Daniel Milzman, 20, was sentenced today to one year and one day in prison on a federal offense stemming from the discovery of a plastic bag of lethal ricin in a dormitory room where he was staying while he was a student at Georgetown University.
The sentencing was announced by U.S. Attorney Ronald C. Machen Jr. and Andrew G. McCabe, Assistant Director in Charge of the FBI’s Washington Field Office.
Milzman, of Bethesda, Md., pled guilty in September 2014 in the U.S. District Court for the District of Columbia to a charge of unregistered possession of a biological agent or toxin. He was sentenced by the Honorable Ketanji Brown Jackson. The plea agreement, which was contingent upon the Court’s approval, called for a prison sentence falling somewhere within the range of a year and a day to two years of incarceration.
Following the prison term, Milzman will be placed on three years of supervised release. Judge Jackson ordered that Milzman complete 400 hours of community service during that time, to be focused on tutoring underprivileged students in math and physics. She also required him to participate in a mental health program.
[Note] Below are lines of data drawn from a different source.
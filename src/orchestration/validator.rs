//! Quality Validator
//!
//! Scores generated content on three fixed axes:
//!
//! - **structural**: required sections present, fences closed, no heading
//!   level skips, no empty or placeholder sections
//! - **completeness**: regenerated sections are filled and the changed
//!   modules are mentioned
//! - **consistency**: preserved sections survive (verbatim for `update`,
//!   retained for `merge`) and removed modules are not still described
//!
//! The aggregate is the configured weighted mean. A report passes only when
//! the aggregate reaches the threshold and no axis is below the
//! [`AXIS_FLOOR`](crate::constants::quality::AXIS_FLOOR).
//! A failing report always carries at least one note per failing axis, each
//! naming a section.

use std::collections::HashSet;
use std::path::Path;

use crate::config::QualityConfig;
use crate::constants::quality::PLACEHOLDER_MARKERS;
use crate::document::{
    MarkdownDocument, PREAMBLE_SLUG, Section, fences_balanced, module_name, normalize_whitespace,
    retention, similarity, tokens,
};
use crate::types::{
    ChangeEvent, DOCUMENT_SCOPE, FileStatus, GenerationResult, ImprovementNote, Perspective,
    QualityAxis, QualityReport, SectionRef, UpdatePlan, UpdateStrategy, clamp_unit,
};

const FENCE_PENALTY: f64 = 0.2;
const LEVEL_SKIP_PENALTY: f64 = 0.1;
const EMPTY_SECTION_PENALTY: f64 = 0.1;
const PLACEHOLDER_PENALTY: f64 = 0.15;
const STALE_MENTION_PENALTY: f64 = 0.1;

const SECTION_SHARE: f64 = 0.7;
const MENTION_SHARE: f64 = 0.3;

const PROSE_EXTENSIONS: &[&str] = &["md", "mdx", "markdown", "rst", "adoc", "txt"];

pub struct QualityValidator {
    config: QualityConfig,
}

impl QualityValidator {
    pub fn new(config: QualityConfig) -> Self {
        Self { config }
    }

    pub fn threshold(&self) -> f64 {
        self.config.pass_threshold
    }

    pub fn validate(&self, result: &GenerationResult, event: &ChangeEvent) -> QualityReport {
        let plan = &result.request.plan;
        let doc = MarkdownDocument::parse(&result.content);
        let mut notes = Vec::new();

        let structural = self.structural(plan, &doc, &result.content, &mut notes);
        let completeness = self.completeness(plan, &doc, &mut notes);
        let consistency = self.consistency(plan, &doc, event, &mut notes);

        let w = &self.config.weights;
        let total = w.total();
        let aggregate = if total > 0.0 {
            clamp_unit(
                (w.structural * structural
                    + w.completeness * completeness
                    + w.consistency * consistency)
                    / total,
            )
        } else {
            0.0
        };
        let mut report = QualityReport {
            attempt: result.request.attempt,
            structural,
            completeness,
            consistency,
            validator_score: aggregate,
            capability_score: None,
            aggregate,
            passed: false,
            low_confidence: false,
            notes,
        };
        report.passed = aggregate >= self.config.pass_threshold && !report.below_axis_floor();
        if !report.passed {
            ensure_failure_notes(&mut report, self.config.pass_threshold, lead_section(plan));
        }
        report
    }

    // =========================================================================
    // Axes
    // =========================================================================

    fn structural(
        &self,
        plan: &UpdatePlan,
        doc: &MarkdownDocument,
        content: &str,
        notes: &mut Vec<ImprovementNote>,
    ) -> f64 {
        if doc.sections.is_empty() {
            notes.push(ImprovementNote::document(
                QualityAxis::Structural,
                "output has no Markdown headings",
            ));
            return 0.0;
        }

        let required: Vec<&SectionRef> = plan
            .regenerate
            .iter()
            .chain(plan.preserve.iter())
            .filter(|r| r.level > 0)
            .collect();
        let present = required
            .iter()
            .filter(|r| {
                let found = has_section(doc, r);
                if !found {
                    notes.push(ImprovementNote::new(
                        QualityAxis::Structural,
                        &r.heading,
                        "required section is missing",
                    ));
                }
                found
            })
            .count();
        let mut score = if required.is_empty() {
            1.0
        } else {
            present as f64 / required.len() as f64
        };

        if !fences_balanced(content) {
            score -= FENCE_PENALTY;
            notes.push(ImprovementNote::document(
                QualityAxis::Structural,
                "a code fence is opened but never closed",
            ));
        }

        for (section, previous) in doc.level_skips() {
            score -= LEVEL_SKIP_PENALTY;
            notes.push(ImprovementNote::new(
                QualityAxis::Structural,
                &section.heading,
                format!(
                    "heading jumps from level {} to level {}",
                    previous, section.level
                ),
            ));
        }

        for (i, section) in doc.sections.iter().enumerate() {
            let has_child = doc
                .sections
                .get(i + 1)
                .is_some_and(|next| next.level > section.level);
            if section.word_count() == 0 && !has_child {
                score -= EMPTY_SECTION_PENALTY;
                notes.push(ImprovementNote::new(
                    QualityAxis::Structural,
                    &section.heading,
                    "section is empty",
                ));
            }
            if let Some(marker) = placeholder(section) {
                score -= PLACEHOLDER_PENALTY;
                notes.push(ImprovementNote::new(
                    QualityAxis::Structural,
                    &section.heading,
                    format!("contains placeholder text '{}'", marker),
                ));
            }
        }

        clamp_unit(score)
    }

    fn completeness(
        &self,
        plan: &UpdatePlan,
        doc: &MarkdownDocument,
        notes: &mut Vec<ImprovementNote>,
    ) -> f64 {
        let min_words = self.config.min_section_words;
        let filled = plan
            .regenerate
            .iter()
            .filter(|r| match find_section(doc, r) {
                Some(s) if s.word_count() >= min_words => true,
                Some(s) => {
                    notes.push(ImprovementNote::new(
                        QualityAxis::Completeness,
                        &r.heading,
                        format!(
                            "has {} words; expected at least {}",
                            s.word_count(),
                            min_words
                        ),
                    ));
                    false
                }
                None => {
                    notes.push(ImprovementNote::new(
                        QualityAxis::Completeness,
                        &r.heading,
                        "section to regenerate was not written",
                    ));
                    false
                }
            })
            .count();
        let section_part = if plan.regenerate.is_empty() {
            1.0
        } else {
            filled as f64 / plan.regenerate.len() as f64
        };

        let words = tokens(&doc.to_markdown());
        let names: Vec<(String, Vec<String>)> = plan
            .scope
            .iter()
            .filter(|p| !is_prose(p))
            .map(|p| (p.clone(), names_for(p)))
            .filter(|(_, n)| !n.is_empty())
            .collect();
        let unmentioned: Vec<&str> = names
            .iter()
            .filter(|(_, n)| !n.iter().any(|name| words.contains(name)))
            .map(|(path, _)| path.as_str())
            .collect();
        if names.is_empty() {
            // Prose-only scope has no module names to look for
            return clamp_unit(section_part);
        }
        let mention_part = 1.0 - unmentioned.len() as f64 / names.len() as f64;
        if !unmentioned.is_empty() {
            notes.push(ImprovementNote::new(
                QualityAxis::Completeness,
                lead_section(plan),
                format!("does not mention changed paths: {}", unmentioned.join(", ")),
            ));
        }

        clamp_unit(SECTION_SHARE * section_part + MENTION_SHARE * mention_part)
    }

    fn consistency(
        &self,
        plan: &UpdatePlan,
        doc: &MarkdownDocument,
        event: &ChangeEvent,
        notes: &mut Vec<ImprovementNote>,
    ) -> f64 {
        let originals = plan.preserved_sections();
        let mut score = if originals.is_empty() {
            1.0
        } else {
            let total: f64 = originals
                .iter()
                .map(|original| self.preserved_score(plan.strategy, original, doc, notes))
                .sum();
            total / originals.len() as f64
        };

        if plan.perspective() != Perspective::DecisionHistory {
            let regenerated: String = plan
                .regenerate
                .iter()
                .filter_map(|r| find_section(doc, r))
                .map(|s| s.text())
                .collect::<Vec<_>>()
                .join("\n");
            let words = tokens(&regenerated);
            for file in event.paths.iter().filter(|p| p.status == FileStatus::Deleted) {
                if is_prose(&file.path) {
                    continue;
                }
                if let Some(name) = module_name(&file.path)
                    && words.contains(&name)
                {
                    score -= STALE_MENTION_PENALTY;
                    notes.push(ImprovementNote::new(
                        QualityAxis::Consistency,
                        lead_section(plan),
                        format!("still describes removed {}", file.path),
                    ));
                }
            }
        }

        clamp_unit(score)
    }

    fn preserved_score(
        &self,
        strategy: UpdateStrategy,
        original: &Section,
        doc: &MarkdownDocument,
        notes: &mut Vec<ImprovementNote>,
    ) -> f64 {
        let label = section_label(original);
        let generated_text = if original.slug == PREAMBLE_SLUG {
            // Lead text may move under a new title heading
            Some(doc.to_markdown())
        } else {
            doc.section(&original.slug).map(Section::text)
        };
        let Some(generated) = generated_text else {
            notes.push(ImprovementNote::new(
                QualityAxis::Consistency,
                label,
                "preserved section was removed",
            ));
            return 0.0;
        };

        let before = original.text();
        match strategy {
            UpdateStrategy::Update if original.slug != PREAMBLE_SLUG => {
                if normalize_whitespace(&before) == normalize_whitespace(&generated) {
                    return 1.0;
                }
                let sim = similarity(&before, &generated);
                notes.push(ImprovementNote::new(
                    QualityAxis::Consistency,
                    label,
                    format!("preserved section was rewritten (similarity {:.2})", sim),
                ));
                sim
            }
            _ => {
                let kept = retention(&before, &generated);
                if kept >= self.config.merge_retention {
                    return 1.0;
                }
                notes.push(ImprovementNote::new(
                    QualityAxis::Consistency,
                    label,
                    format!(
                        "preserved content lost (kept {:.0}% of its words)",
                        kept * 100.0
                    ),
                ));
                kept
            }
        }
    }
}

/// Add a note for every failing axis that has none
fn ensure_failure_notes(report: &mut QualityReport, threshold: f64, section: &str) {
    let noted: HashSet<QualityAxis> = report.notes.iter().map(|n| n.axis).collect();
    for axis in report.failing_axes(threshold) {
        if noted.contains(&axis) {
            continue;
        }
        let score = match axis {
            QualityAxis::Structural => report.structural,
            QualityAxis::Completeness => report.completeness,
            QualityAxis::Consistency => report.consistency,
        };
        report.notes.push(ImprovementNote::new(
            axis,
            section,
            format!("{} score {:.2} is below {:.2}", axis, score, threshold),
        ));
    }
}

fn lead_section(plan: &UpdatePlan) -> &str {
    plan.regenerate
        .first()
        .map(|r| r.heading.as_str())
        .unwrap_or(DOCUMENT_SCOPE)
}

fn section_label(section: &Section) -> &str {
    if section.heading.is_empty() {
        "Lead text"
    } else {
        &section.heading
    }
}

/// Top-level headings are titles: any level-1 heading satisfies one
fn find_section<'a>(doc: &'a MarkdownDocument, r: &SectionRef) -> Option<&'a Section> {
    doc.section(&r.slug).or_else(|| {
        (r.level == 1)
            .then(|| doc.sections.iter().find(|s| s.level == 1))
            .flatten()
    })
}

fn has_section(doc: &MarkdownDocument, r: &SectionRef) -> bool {
    find_section(doc, r).is_some()
}

fn placeholder(section: &Section) -> Option<&'static str> {
    let text = section.text().to_lowercase();
    PLACEHOLDER_MARKERS
        .iter()
        .find(|m| text.contains(&m.to_lowercase()))
        .copied()
}

fn is_prose(path: &str) -> bool {
    Path::new(path)
        .extension()
        .and_then(|e| e.to_str())
        .is_some_and(|e| PROSE_EXTENSIONS.contains(&e.to_lowercase().as_str()))
}

/// Words that count as mentioning a path: its module name and parent dir
fn names_for(path: &str) -> Vec<String> {
    let mut names: Vec<String> = module_name(path).into_iter().collect();
    if let Some(parent) = Path::new(path)
        .parent()
        .and_then(|p| p.file_name())
        .and_then(|n| n.to_str())
    {
        names.push(parent.to_lowercase());
    }
    names
}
This is the kind of argument you get to present if your parents are local doctors who’ve gotten you good lawyers and a bed in an inpatient program at your mother’s hospital.
Milzman is nineteen years old and has had no prior involvement with the criminal justice system. He was born in Virginia and raised in Maryland, having graduated from Walt Whitman High School. At the time of the alleged offense, he was enrolled at Georgetown University along with his two older brothers. His parents, both doctors, reside in Bethesda and work at hospitals in the District of Columbia.
Based on representations Mr. Milzman made to agents at the time he was confronted in his dorm room, he was transferred to the Psychiatric Institute of Washington (“PIW”), where he remained voluntarily until agents unexpectedly apprehended him. Prior to his apprehension, doctors at PIW believed Mr. Milzman had progressed to a point where he could return home but maintain outpatient mental health counseling. Nevertheless, Mr. Milzman and his family were exploring opportunities for continued inpatient treatment at local facilities. Arrangements were being made for Mr. Milzman to move directly from PIW to an inpatient program at Sibley Hospital.2
As a result of his arrest, however, Mr. Milzman has been held for five (5) days in the Medical Unit at the D.C. Jail.3 Rather than receiving appropriate and beneficial mental health treatment and counseling, this nineteen-year-old student has been held in solitary confinement and has had no contact with his family. For the foregoing reasons, we ask the Court to affirm Mr. Milzman’s release pending trial.
And if you’re wondering where he was “radicalized,” it was by watching Breaking Bad.
Between February 13, 2014, and February 19, 2014, the Defendant performed a number of Internet searches on his personal computer, some of which were focused on the following key words and phrases: (1) “O-Toluc acid,” (sic.) (2)”Phenylacetic acid,” (3) “anarchist cookbook,” (4) “Recipes for Disaster,” (5) “Ricin,” (6) “Ricin#Overdose,” (7) “2003 Ricin letters,” (8) “Lily of the Valley#Toxicity,” (9) “2013 Ricin letters,” (10) “incidents involving ricin,” (11) “incidents involving ricin#April 2013. 2C Washington, DC,” (12) “how to throw a tail,” and (13) “Lose someone when being followed.” Also, during the period January 1, 2014, through March 18, 2014, Milzman used a Netflix account to watch various episodes of the television show, “Breaking Bad.” In approximately thirteen of the “Breaking Bad” episodes the Defendant watched during that time period, the plot contained references to ricin being used to injure or kill someone.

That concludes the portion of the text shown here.